When you actually look at theses theories on their own, they aren’t hard to object to. Even the NY Times managed to find plenty of dubious assertions and even anti-rationalism in the work of Robin DiAngelo and other anti-racist trainers. But very often these folks aren’t being treated with much skepticism, even when they say things that seem pretty far out there.
So you have people around the country showing up at school boards and objecting to some of this material under the rubric of CRT and then you have people on the left arguing strenuously that Kendi and DiAngelo aren’t critical race theorists and therefore the whole conversation is just conservative noise that should be ignored.
The progressive media’s ability to gaslight the issue doesn’t change the fact that the theories themselves are controversial and rightfully so.
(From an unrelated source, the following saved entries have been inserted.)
//! Column definitions and CSS grid templates derived from them.

use serde_json::Value;

use crate::types::ColumnDefinition;

/// Generate one column per property of a row data object, in property order.
///
/// Anything other than a JSON object yields no columns.
pub fn generate_columns(row: &Value) -> Vec<ColumnDefinition> {
    let Some(object) = row.as_object() else {
        return Vec::new();
    };
    object
        .keys()
        .enumerate()
        .map(|(index, key)| ColumnDefinition {
            column_data_key: key.clone(),
            grid_column: Some(index.to_string()),
            title: None,
        })
        .collect()
}

/// `grid-template-columns` value giving every column an equal share.
pub fn generate_template_columns(columns: &[ColumnDefinition]) -> String {
    vec!["1fr"; columns.len()].join(" ")
}

#[cfg(test)]
#[allow(clippy::unwrap_used, clippy::indexing_slicing, clippy::panic)]
mod tests {
    use super::*;
    use serde_json::json;

    #[test]
    fn test_generate_columns_in_property_order() {
        let row = json!({"number": 1, "symbol": "H", "mass": 1.008});
        let columns = generate_columns(&row);
        assert_eq!(columns.len(), 3);
        assert_eq!(columns[0].column_data_key, "number");
        assert_eq!(columns[0].grid_column.as_deref(), Some("0"));
        assert_eq!(columns[2].column_data_key, "mass");
        assert_eq!(columns[2].grid_column.as_deref(), Some("2"));
    }

    #[test]
    fn test_generate_columns_non_object() {
        assert!(generate_columns(&json!([1, 2, 3])).is_empty());
        assert!(generate_columns(&Value::Null).is_empty());
    }

    #[test]
    fn test_template_columns() {
        let columns = vec![ColumnDefinition::new("a"), ColumnDefinition::new("b")];
        assert_eq!(generate_template_columns(&columns), "1fr 1fr");
        assert_eq!(generate_template_columns(&[]), "");
    }
}
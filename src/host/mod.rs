//! The grid host: whatever owns the actual rows, cells and scroll container.
//!
//! The navigation core only reads a [`GridSnapshot`] and issues commands
//! through [`GridHost`]. In the browser this is the DOM (see the `viewer`
//! module); [`MemoryHost`] is an in-memory host used by tests, benches and
//! the CLI.

mod memory;

pub use memory::{HostEvent, MemoryHost, MemoryRow};

use crate::grid::DataGridRow;
pub use crate::nav::GridSnapshot;

/// Commands the grid controller issues to its host.
pub trait GridHost: GridSnapshot {
    /// Set the container's absolute `scrollTop`.
    fn set_scroll_top(&mut self, offset: f64);

    /// Give input focus to a cell. Indices are already clamped.
    fn focus_cell(&mut self, row: usize, column: usize);

    /// Center a cell in the scroll container.
    fn scroll_cell_into_view(&mut self, row: usize, column: usize);

    /// True when focus is on the grid or on anything inside it.
    fn contains_focus(&self) -> bool;

    /// Tab index of the grid element itself.
    fn set_tab_index(&mut self, index: i32);

    /// Insert the generated header row in front of all rows.
    fn install_header(&mut self, header: &DataGridRow);

    fn remove_header(&mut self);

    /// Height of the generated header, if one is installed.
    fn header_height(&self) -> Option<f64>;

    /// Push a row's index and template columns to the rendered row.
    fn apply_row_layout(&mut self, row: usize, layout: &DataGridRow);

    /// Ask for [`DataGrid::process_updates`](crate::grid::DataGrid::process_updates)
    /// to run once before the next frame.
    fn request_update(&mut self);
}
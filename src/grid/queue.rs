/// Single-flight flag for deferred work.
///
/// The first request arms the queue and returns `true` so the caller can ask
/// its scheduler for a callback; further requests coalesce until the work is
/// taken.
#[derive(Debug, Default, Clone, Copy, PartialEq, Eq)]
pub struct UpdateQueue {
    pending: bool,
}

impl UpdateQueue {
    pub fn request(&mut self) -> bool {
        !std::mem::replace(&mut self.pending, true)
    }

    /// Disarm the queue, returning whether work was pending.
    pub fn take(&mut self) -> bool {
        std::mem::take(&mut self.pending)
    }

    pub fn is_pending(&self) -> bool {
        self.pending
    }
}

#[cfg(test)]
mod tests {
    use super::*;

    #[test]
    fn test_requests_coalesce() {
        let mut queue = UpdateQueue::default();
        assert!(queue.request());
        assert!(!queue.request());
        assert!(queue.is_pending());
        assert!(queue.take());
        assert!(!queue.take());
        assert!(queue.request());
    }
}
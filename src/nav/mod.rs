//! Keyboard focus navigation over a grid of rows and cells.
//!
//! - [`row`]: left/right/home/end inside one row, skipping empty cells
//! - [`grid`]: up/down/page/Ctrl+Home/Ctrl+End across rows, with scroll offsets
//! - [`focus`]: clamping a target and deciding whether to center it
//!
//! Navigation never fails. Out-of-range input is clamped or reverts to the
//! current position, and an empty grid resolves to the origin.

pub mod focus;
pub mod grid;
pub mod row;

pub use focus::{plan_focus, FocusPlan};
pub use grid::{GridNavigator, GridSnapshot, RowCells};
pub use row::{next_column, CellOccupancy};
In his review of DiAngelo’s lates book, Nice Racism, Matt Taibbi offers one important reason why.
Nice Racism’s central message is that it’s a necessity to stop white people from seeing themselves as distinct people. “Insisting that each white person is different from every other white person,” DiAngelo writes, “enables us to distance ourselves from the actions of other white people.” She doesn’t see, or maybe she does, where this logic leads. If you tell people to abandon their individual identities and think of themselves as a group, they sooner or later will start to behave as a group. Short of something like selling anthrax spores or encouraging people to explore sexual feelings toward nine year-olds, is there a worse idea than suggesting — demanding — that people get in touch with their white identity?
If DiAngelo’s insistence that “I don’t feel guilty about racism,” reveling in scenes of making people experience and re-experience racial discomfort, and weird puffery in introducing herself by saying things like, “I am Robin and I am white” feel familiar, it’s because she’s hitting all the themes favored by Klansmen and identitarian loons of yore. Read a book like David Duke’s My Awakening (if you can stand it, you can find excerpts here) and you’ll encounter the same types of passages present in Nice Racism.
There’s the constant rejoicing in discomfiting people with clarity of racial insight (“Even though she taught biology… she became very uncomfortable equating differences in human races as compared with breeds of horses,” Duke notes), tirades against “We’re all just people” homilies (Duke decries “racial egalitarianism” while DiAngelo goes after individualism and universalism), and endless ruminations on various stereotypes (DiAngelo seems obsessed with black hair, while Duke’s giveaway line is about “prominent secondary sexual characteristics”).
There’s a big difference between, one the one hand, white progressive women downloading DiAngelo’s latest tome as part of a racial self-help fad and, on the other hand, teaching 8-year-olds that their racial identity is fundamental to who they are, and also cause for deep shame. The former is entertainment and mental stimulation for self-flagellating adults who can simply put the book down when they have had enough flirting with racial Gnosticism. The latter is a struggle session for kids who are unable to walk out and who don’t know enough to see things any other way.
The potential downside to encouraging children to focus on their racial identity (as opposed to their individual identity) seems self-evident. In fact, you have to wonder if the far-left wouldn’t be happy to see more racial tribalism which, after all, fits perfectly with their existing worldview.
The problem with DiAngelo (and Kendi) is that their teaching seems designed to amplify the problems they claim to want to solve. Whether the far left likes it or not, we are going to have a discussion about that before mandating it be taught in schools.